You hope eventually when someone has an idea that is functional and economical it would catch on. Why I have to repeat myself virtually every week about contacting B3 and getting his help is beyond me. I've had people PM me and ask what kick back I get from diving business his way. The truth is I don't. I pay for his stuff. I use his stuff.

The moral of the story is you have caught an issue before it went into the toilet. Call Mike and let him help you. Ignore the people who tell you it's anything but geometry. I think you'll find Mike easy to deal with and his stuff works.

Fix your geometry and then don't worry about the valve train. As a side note, I've had guys call me and tell m after correcting geometry they had to lash the valve less often and the lash wasn't moving like it was before they fixed their geometry.

If it wasn't for this site, and Mike posting his stuff here several years ago, I wouldn't know about his stuff. Thankfully, he has the ability to ignore the nay sayers and just keeps moving forward.

Please keep us updated on what happens. Hopefully what you do will help someone else from having issues.



Not sure what this is all about. I thanked the gentlemen trying to help each time I replied and reading back through my post I don’t see where I once contradict or argued the advice offered.
Posted By: Wirenut

Re: Valva train issue - 07/28/19 07:48 PM

Originally Posted by B3RE
Originally Posted by Wirenut
Thanks for the pics and sharing your experience .
Looked at pics of the sweep pattern from when I put the t&d set up on. Not nearly as short as yours. I thought they were acceptable at the time but obviously not.
Thanks again.


Yes, the pattern is pretty wide, but don't feel bad. You are going on the information you've been told in the past. I see that, and worse, frequently.

Something else that raises a red flag is the pushrod I see in the pic. You haven't given any cam or spring specs, but an inexpensive 5/16" welded ball pushrod is likely way too small/weak of a pushrod for your application.
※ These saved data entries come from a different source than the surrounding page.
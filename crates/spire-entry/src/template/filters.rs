//! Custom filters for identity templates
//!
//! Case conversion and the rest come from minijinja's built-ins; `required`
//! adds the check that a value is neither undefined nor empty.

use minijinja::{Error, ErrorKind, Value};

/// Required filter - fails if value is undefined, none or an empty string
///
/// Usage: `{{ ClusterDomain | required }}`
pub fn required(value: Value) -> Result<Value, Error> {
    if value.is_undefined() || value.is_none() {
        return Err(Error::new(
            ErrorKind::UndefinedError,
            "required value is undefined",
        ));
    }
    if value.as_str() == Some("") {
        return Err(Error::new(
            ErrorKind::InvalidOperation,
            "required value is empty",
        ));
    }
    Ok(value)
}

#[cfg(test)]
mod tests {
    use super::*;

    #[test]
    fn test_required_passes_value_through() {
        let result = required(Value::from("cluster.local")).expect("value is present");
        assert_eq!(result.to_string(), "cluster.local");
    }

    #[test]
    fn test_required_rejects_undefined() {
        let err = required(Value::UNDEFINED).expect_err("undefined must fail");
        assert_eq!(err.kind(), ErrorKind::UndefinedError);
    }

    #[test]
    fn test_required_rejects_empty_string() {
        let err = required(Value::from("")).expect_err("empty must fail");
        assert_eq!(err.kind(), ErrorKind::InvalidOperation);
    }
}
//! Validate command

use std::path::PathBuf;

use clap::Args;
use spire_entry::ParsedClusterSpiffeIdSpec;
use tracing::info;

use super::load_spec;
use crate::Result;

#[derive(Args, Debug)]
pub struct ValidateArgs {
    /// ClusterSPIFFEID manifest or bare spec
    #[arg(long)]
    pub spec: PathBuf,
}

/// Template counts of a spec that compiled
#[derive(Debug, Clone, Copy, PartialEq, Eq)]
pub struct ValidationSummary {
    pub dns_name_templates: usize,
    pub workload_selector_templates: usize,
}

pub fn run(args: ValidateArgs) -> Result<()> {
    let summary = validate_spec(&args)?;
    println!(
        "  {} valid (spiffeIDTemplate, {} DNS name templates, {} workload selector templates)",
        args.spec.display(),
        summary.dns_name_templates,
        summary.workload_selector_templates
    );
    Ok(())
}

pub fn validate_spec(args: &ValidateArgs) -> Result<ValidationSummary> {
    let parsed = ParsedClusterSpiffeIdSpec::parse(&load_spec(&args.spec)?)?;
    let summary = ValidationSummary {
        dns_name_templates: parsed.dns_name_templates.len(),
        workload_selector_templates: parsed.workload_selector_templates.len(),
    };
    info!(
        spec = %args.spec.display(),
        dns_name_templates = summary.dns_name_templates,
        workload_selector_templates = summary.workload_selector_templates,
        "Spec is valid"
    );
    Ok(summary)
}
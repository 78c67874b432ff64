//! spire-entry CLI library

pub mod commands;
pub mod error;

pub use error::{Error, Result};

use clap::{Parser, Subcommand};

/// spire-entry - SPIRE registration entries from ClusterSPIFFEID templates
#[derive(Parser, Debug)]
#[command(name = "spire-entry")]
#[command(version, about, long_about = None)]
pub struct Cli {
    #[command(subcommand)]
    pub command: Commands,
}

#[derive(Subcommand, Debug)]
pub enum Commands {
    /// Render the entry a ClusterSPIFFEID produces for a pod
    Render(commands::render::RenderArgs),
    /// Compile a ClusterSPIFFEID's templates and report problems
    Validate(commands::validate::ValidateArgs),
}

impl Cli {
    /// Run the CLI command
    pub fn run(self) -> Result<()> {
        match self.command {
            Commands::Render(args) => commands::render::run(args),
            Commands::Validate(args) => commands::validate::run(args),
        }
    }
}
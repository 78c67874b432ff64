//! Identity templates for ClusterSPIFFEID resources
//!
//! Templates are compiled once per ClusterSPIFFEID and rendered once per pod
//! against a [`RenderContext`]. Both the Go-template spelling used by
//! existing manifests and plain minijinja expressions are accepted:
//!
//! - `spiffe://{{ .TrustDomain }}/ns/{{ .PodMeta.Namespace }}/sa/{{ .PodSpec.ServiceAccountName }}`
//! - `{{ PodMeta.Name }}.{{ PodMeta.Namespace }}.svc.{{ ClusterDomain }}`
//! - `{% if PodMeta.Labels.tier == "edge" %}k8s:ns:edge{% else %}k8s:ns:{{ PodMeta.Namespace }}{% endif %}`
//!
//! Every referenced field is checked against the context schema at compile
//! time, and undefined values (a missing label, say) fail at render time
//! rather than rendering as empty strings.

mod context;
mod engine;
mod error;
mod filters;

pub use context::{ContainerContext, MetaContext, NodeSpecContext, PodSpecContext, RenderContext};
pub use engine::{CompiledTemplate, TemplateEngine};
pub use error::TemplateError;
use eframe::egui;
use log::{debug, error, warn};

use crate::config::SynthSettings;
use crate::core::synth::ToneEngine;
use crate::messaging::{EngineEvent, EventBus};
use crate::ui::components::{KeyEvent, Keyboard, WaveformPlot};
use crate::utils::{audio_visualizer, helpers};

/// Events handled per frame; the rest wait for the next repaint
const MAX_EVENTS_PER_FRAME: usize = 32;
const PREVIEW_POINTS: usize = 256;
const PREVIEW_HEIGHT: f32 = 120.0;
const HEADER_HEIGHT: f32 = 200.0;

// Main app state
pub struct MiniSynthApp {
    engine: ToneEngine,
    events: EventBus,
    keyboard: Keyboard,
    render_faults: u64,
    last_stream_error: Option<String>,
}

impl eframe::App for MiniSynthApp {
    fn update(&mut self, ctx: &egui::Context, _frame: &mut eframe::Frame) {
        self.process_events();

        egui::CentralPanel::default().show(ctx, |ui| {
            ui.horizontal(|ui| {
                ui.heading(format!("MiniSynth v{}", env!("CARGO_PKG_VERSION")));
                ui.label("🎹");
                ui.separator();
                ui.label(helpers::describe_tone(self.engine.tone()));
            });

            if self.render_faults > 0 || self.last_stream_error.is_some() {
                ui.horizontal(|ui| {
                    if self.render_faults > 0 {
                        ui.colored_label(
                            egui::Color32::YELLOW,
                            format!("Dropped blocks: {}", self.render_faults),
                        );
                    }
                    if let Some(err) = &self.last_stream_error {
                        ui.colored_label(egui::Color32::RED, format!("Stream error: {}", err));
                    }
                });
            }

            let amplitude = self.engine.oscillator().amplitude();
            let preview = audio_visualizer::generate_tone_preview(
                self.engine.tone(),
                amplitude,
                PREVIEW_POINTS,
            );
            WaveformPlot::new(preview)
                .height(PREVIEW_HEIGHT)
                .y_range(amplitude.max(f32::EPSILON))
                .show(ui, "tone_preview");

            ui.add_space(8.0);

            if let Some(event) = self.keyboard.show(ui) {
                self.apply_key_event(event);
            }
        });

        // Keep polling pointer and keyboard state while keys are held
        ctx.request_repaint();
    }
}

impl MiniSynthApp {
    pub fn new(engine: ToneEngine, events: EventBus, settings: &SynthSettings) -> Self {
        Self {
            engine,
            events,
            keyboard: Keyboard::new(settings.base_note, settings.octaves),
            render_faults: 0,
            last_stream_error: None,
        }
    }

    /// Window size that fits the header, preview and keyboard.
    pub fn window_size(settings: &SynthSettings) -> egui::Vec2 {
        let keyboard = Keyboard::new(settings.base_note, settings.octaves).size();
        egui::vec2(keyboard.x + 16.0, keyboard.y + HEADER_HEIGHT)
    }

    fn apply_key_event(&mut self, event: KeyEvent) {
        match event {
            KeyEvent::Pressed(note) => {
                debug!("Key pressed: {}", helpers::note_name(note));
                self.engine.note_on(note as i32);
            }
            KeyEvent::Released(note) => {
                debug!("Key released: {}", helpers::note_name(note));
                self.engine.note_off();
            }
        }
    }

    fn process_events(&mut self) {
        for event in self.events.drain(MAX_EVENTS_PER_FRAME) {
            match event {
                EngineEvent::RenderFault(fault) => {
                    warn!("{}", fault);
                    self.render_faults += 1;
                }
                EngineEvent::StreamError(err) => {
                    self.last_stream_error = Some(err);
                }
            }
        }
    }
}

impl Drop for MiniSynthApp {
    fn drop(&mut self) {
        if let Err(err) = self.engine.close() {
            error!("Failed to close audio output: {}", err);
        }
    }
}
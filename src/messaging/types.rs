use crate::core::oscillator::RenderFault;

/// Events raised on the audio side and consumed by the UI thread
#[derive(Debug, Clone, PartialEq)]
pub enum EngineEvent {
    /// The device reported an error on the stream
    StreamError(String),
    /// A block was replaced with silence
    RenderFault(RenderFault),
}
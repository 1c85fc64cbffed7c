use crossbeam_channel::{bounded, Receiver, Sender, TryRecvError};

use super::EngineEvent;

/// Default number of undelivered events kept before new ones are dropped.
pub const EVENT_CAPACITY: usize = 64;

/// EventBus carries device-side events to the UI without blocking the sender
pub struct EventBus {
    sender: Sender<EngineEvent>,
    receiver: Receiver<EngineEvent>,
}

impl EventBus {
    pub fn new() -> Self {
        Self::with_capacity(EVENT_CAPACITY)
    }

    /// Bounded so that `try_send` from the audio callback never allocates or blocks.
    pub fn with_capacity(capacity: usize) -> Self {
        let (sender, receiver) = bounded(capacity);
        EventBus { sender, receiver }
    }

    /// Get a sender that can be moved into driver callbacks
    pub fn sender(&self) -> Sender<EngineEvent> {
        self.sender.clone()
    }

    pub fn try_receive(&self) -> Result<EngineEvent, TryRecvError> {
        self.receiver.try_recv()
    }

    /// Take at most `max_events` pending events
    pub fn drain(&self, max_events: usize) -> Vec<EngineEvent> {
        self.receiver.try_iter().take(max_events).collect()
    }
}

impl Default for EventBus {
    fn default() -> Self {
        Self::new()
    }
}

#[cfg(test)]
mod tests {
    use super::*;
    use crate::core::oscillator::RenderFault;

    #[test]
    fn drain_respects_limit() {
        let bus = EventBus::new();
        let sender = bus.sender();
        for frames in 0..5 {
            sender.try_send(EngineEvent::RenderFault(RenderFault { frames })).unwrap();
        }

        assert_eq!(bus.drain(3).len(), 3);
        assert_eq!(bus.drain(10).len(), 2);
        assert!(bus.try_receive().is_err());
    }

    #[test]
    fn full_bus_drops_instead_of_blocking() {
        let bus = EventBus::with_capacity(1);
        let sender = bus.sender();
        assert!(sender.try_send(EngineEvent::StreamError("first".into())).is_ok());
        assert!(sender.try_send(EngineEvent::StreamError("second".into())).is_err());
        assert_eq!(
            bus.try_receive(),
            Ok(EngineEvent::StreamError("first".into()))
        );
    }
}
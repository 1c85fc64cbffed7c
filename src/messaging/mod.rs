mod bus;
mod types;

pub use bus::EventBus;
pub use types::EngineEvent;
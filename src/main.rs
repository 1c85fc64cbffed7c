use anyhow::{Context, Result};
use eframe::egui;
use log::{info, warn};

use minisynth::app::MiniSynthApp;
use minisynth::config::SynthSettings;
use minisynth::core::synth::ToneEngine;
use minisynth::messaging::EventBus;

fn main() -> Result<()> {
    env_logger::Builder::from_env(env_logger::Env::default().default_filter_or("info")).init();
    info!("Starting MiniSynth v{}", env!("CARGO_PKG_VERSION"));

    let settings = SynthSettings::load_or_create().unwrap_or_else(|e| {
        warn!("Using default settings: {:#}", e);
        SynthSettings::default()
    });

    // Without an output device there is nothing to play on; fail before opening a window.
    let events = EventBus::new();
    let mut engine =
        ToneEngine::open(&settings, events.sender()).context("Could not open audio output")?;
    engine.start().context("Could not start audio stream")?;

    let options = eframe::NativeOptions {
        viewport: egui::ViewportBuilder::default()
            .with_title(format!("MiniSynth v{}", env!("CARGO_PKG_VERSION")))
            .with_inner_size(MiniSynthApp::window_size(&settings))
            .with_resizable(false),
        ..Default::default()
    };

    eframe::run_native(
        "MiniSynth",
        options,
        Box::new(move |_cc| Ok(Box::new(MiniSynthApp::new(engine, events, &settings)))),
    )
    .map_err(|e| anyhow::anyhow!("Application error: {}", e))
}
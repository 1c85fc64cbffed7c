/// Number of addressable MIDI notes.
pub const NOTE_COUNT: usize = 128;

/// A4, the tuning reference.
pub const REFERENCE_NOTE: i32 = 69;
pub const REFERENCE_PITCH: f64 = 440.0;

/// Error returned when a note number falls outside the MIDI range.
#[derive(Debug, Clone, Copy, PartialEq, Eq)]
pub enum NoteError {
    OutOfRange(i32),
}

impl std::fmt::Display for NoteError {
    fn fmt(&self, f: &mut std::fmt::Formatter<'_>) -> std::fmt::Result {
        match self {
            NoteError::OutOfRange(note) => {
                write!(f, "note {} is outside the MIDI range 0..=127", note)
            }
        }
    }
}

impl std::error::Error for NoteError {}

/// Equal-tempered frequencies for every MIDI note, built once and read-only afterwards.
#[derive(Debug, Clone)]
pub struct FrequencyTable {
    frequencies: [f64; NOTE_COUNT],
}

impl FrequencyTable {
    pub fn new() -> Self {
        let mut frequencies = [0.0; NOTE_COUNT];
        for (note, frequency) in frequencies.iter_mut().enumerate() {
            *frequency = midi_note_to_freq(note as i32);
        }
        Self { frequencies }
    }

    /// Look up the fundamental frequency of `note` in hertz.
    pub fn frequency_of(&self, note: i32) -> Result<f64, NoteError> {
        usize::try_from(note)
            .ok()
            .and_then(|index| self.frequencies.get(index))
            .copied()
            .ok_or(NoteError::OutOfRange(note))
    }

    pub fn len(&self) -> usize {
        self.frequencies.len()
    }

    pub fn is_empty(&self) -> bool {
        self.frequencies.is_empty()
    }

    pub fn iter(&self) -> impl Iterator<Item = f64> + '_ {
        self.frequencies.iter().copied()
    }
}

impl Default for FrequencyTable {
    fn default() -> Self {
        Self::new()
    }
}

/// Convert MIDI note number to frequency in Hz
pub fn midi_note_to_freq(note: i32) -> f64 {
    REFERENCE_PITCH * 2.0f64.powf((note - REFERENCE_NOTE) as f64 / 12.0)
}

#[cfg(test)]
mod tests {
    use super::*;

    #[test]
    fn reference_pitch_is_exact() {
        let table = FrequencyTable::new();
        assert_eq!(table.frequency_of(69), Ok(440.0));
    }

    #[test]
    fn octaves_double() {
        let table = FrequencyTable::new();
        for note in 0..(NOTE_COUNT as i32 - 12) {
            let low = table.frequency_of(note).unwrap();
            let high = table.frequency_of(note + 12).unwrap();
            assert!((high - 2.0 * low).abs() <= 1e-9 * high, "note {}", note);
        }
    }

    #[test]
    fn strictly_increasing() {
        let table = FrequencyTable::new();
        assert_eq!(table.len(), 128);
        let frequencies: Vec<f64> = table.iter().collect();
        assert!(frequencies.windows(2).all(|pair| pair[0] < pair[1]));
    }

    #[test]
    fn middle_c() {
        let table = FrequencyTable::new();
        let c4 = table.frequency_of(60).unwrap();
        assert!((c4 - 261.625_565_300_598_6).abs() < 1e-9);
    }

    #[test]
    fn out_of_range_notes_are_rejected() {
        let table = FrequencyTable::new();
        assert_eq!(table.frequency_of(-1), Err(NoteError::OutOfRange(-1)));
        assert_eq!(table.frequency_of(128), Err(NoteError::OutOfRange(128)));
        assert!(table.frequency_of(127).is_ok());
        assert!(table.frequency_of(0).is_ok());
    }
}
That can also cause some serious valvetrain instability. It becomes a pole vault for the rocker arm when the pushrod flexes excessively. You should probably have a 3/8" x .080" wall pushrod, minimum, but if you can share cam and spring specs, we can be more precise.

With a stout roller cam, I like to step up to a 7/16" pushrod like these from Smith Bros.



Thanks again .
Perhaps at some point I can reach out to you through a pm for a phone # as there is too much to cove in this way.
That was a push rod used for mock up. It has manton rods in it.
Posted By: B3RE

Re: Valva train issue - 07/28/19 08:27 PM

Originally Posted by Wirenut

That was a push rod used for mock up. It has manton rods in it.


Whew, that's a relief! I didn't think that would be right, but you never know. I've seen some wild stuff before. grin

Feel free to contact me when you're ready to discuss. Phone is preferable, but an initial pm is fine also. I'm not a great typist.
Posted By: madscientist

Re: Valva train issue - 07/28/19 10:30 PM

Originally Posted by Wirenut
Originally Posted by madscientist
Originally Posted by Wirenut
Thanks for the pics and sharing your experience .
Looked at pics of the sweep pattern from when I put the t&d set up on. Not nearly as short as yours. I thought they were acceptable at the time but obviously not.
Thanks again.



I absolutely hate to beat a dead horse, but you are the perfect example of why Chrysler guys drive me nuts...and I say that in the most friendly manner I can type so please don't take this wrong.

I don't care what rockers you use, on what heads, big or small block I'd bet everything I have, and some stuff I don't have that I can walk through the pits at any mopar race and show you 85% of the engines have valve train issues. The number 1 clue is lash caps. The number 2 clue is you aren't using a kit from B3 racing engines or, you haven't milled the stands off and are using google offset shafts and stands.

If I don't see that, you have geometry issues. Do guys get away with it? Sure do. But it still doesn't make it correct.

Literally, every week on the web I see guys asking about lash caps and being told it's not the fix, and sure as hell someone comes along and tells them they've been using lash caps since before the council of Trent and there's nothing wrong with them (there isn't a thing wrong with lash caps I you arent using them to correct geometry...and what's sad is Harlan Sharp tells anyone who asks the lash cap is the fix for geometry and they are wrong) and not to worry because the sweep is centered.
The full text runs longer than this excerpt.